• DIRECTIONS FOR THIS TASK: All entries shown below should be duplicated character for character.

(Data records)
########################################

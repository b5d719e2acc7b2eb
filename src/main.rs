use anyhow::Result;
use dotenvy::dotenv;
use std::env;
use tracing::{info, warn};
use tracing_subscriber::EnvFilter;

fn init_tracing() {
    let filter = EnvFilter::try_from_default_env()
        .unwrap_or_else(|_| EnvFilter::new("info,tower_http=info"));
    tracing_subscriber::fmt()
        .with_env_filter(filter)
        .with_target(false)
        .compact()
        .init();
}

fn check_env() -> Result<()> {
    let required = ["TMDB_API_KEY", "APPWRITE_PROJECT_ID"];
    for key in required {
        if env::var(key).is_err() {
            anyhow::bail!("Missing required environment variable: {}", key);
        }
    }
    info!("All required environment variables are set");
    Ok(())
}

#[tokio::main]
async fn main() -> Result<()> {
    match dotenv() {
        Ok(path) => info!("Loaded environment from {:?}", path),
        Err(e) => warn!("No .env file loaded ({}) - relying on environment", e),
    }
    init_tracing();
    check_env()?;
    reeldeck::app::run_server().await
}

########################################

• ANSWER FOR THIS EXERCISE:
repository b5d719e2acc7b2eb
filename src/main.rs
use anyhow::Result;
use dotenvy::dotenv;
use std::env;
use tracing::{info, warn};
use tracing_subscriber::EnvFilter;

fn init_tracing() {
    let filter = EnvFilter::try_from_default_env()
        .unwrap_or_else(|_| EnvFilter::new("info,tower_http=info"));
    tracing_subscriber::fmt()
        .with_env_filter(filter)
        .with_target(false)
        .compact()
        .init();
}

fn check_env() -> Result<()> {
    let required = ["TMDB_API_KEY", "APPWRITE_PROJECT_ID"];
    for key in required {
        if env::var(key).is_err() {
            anyhow::bail!("Missing required environment variable: {}", key);
        }
    }
    info!("All required environment variables are set");
    Ok(())
}

#[tokio::main]
async fn main() -> Result<()> {
    match dotenv() {
        Ok(path) => info!("Loaded environment from {:?}", path),
        Err(e) => warn!("No .env file loaded ({}) - relying on environment", e),
    }
    init_tracing();
    check_env()?;
    reeldeck::app::run_server().await
}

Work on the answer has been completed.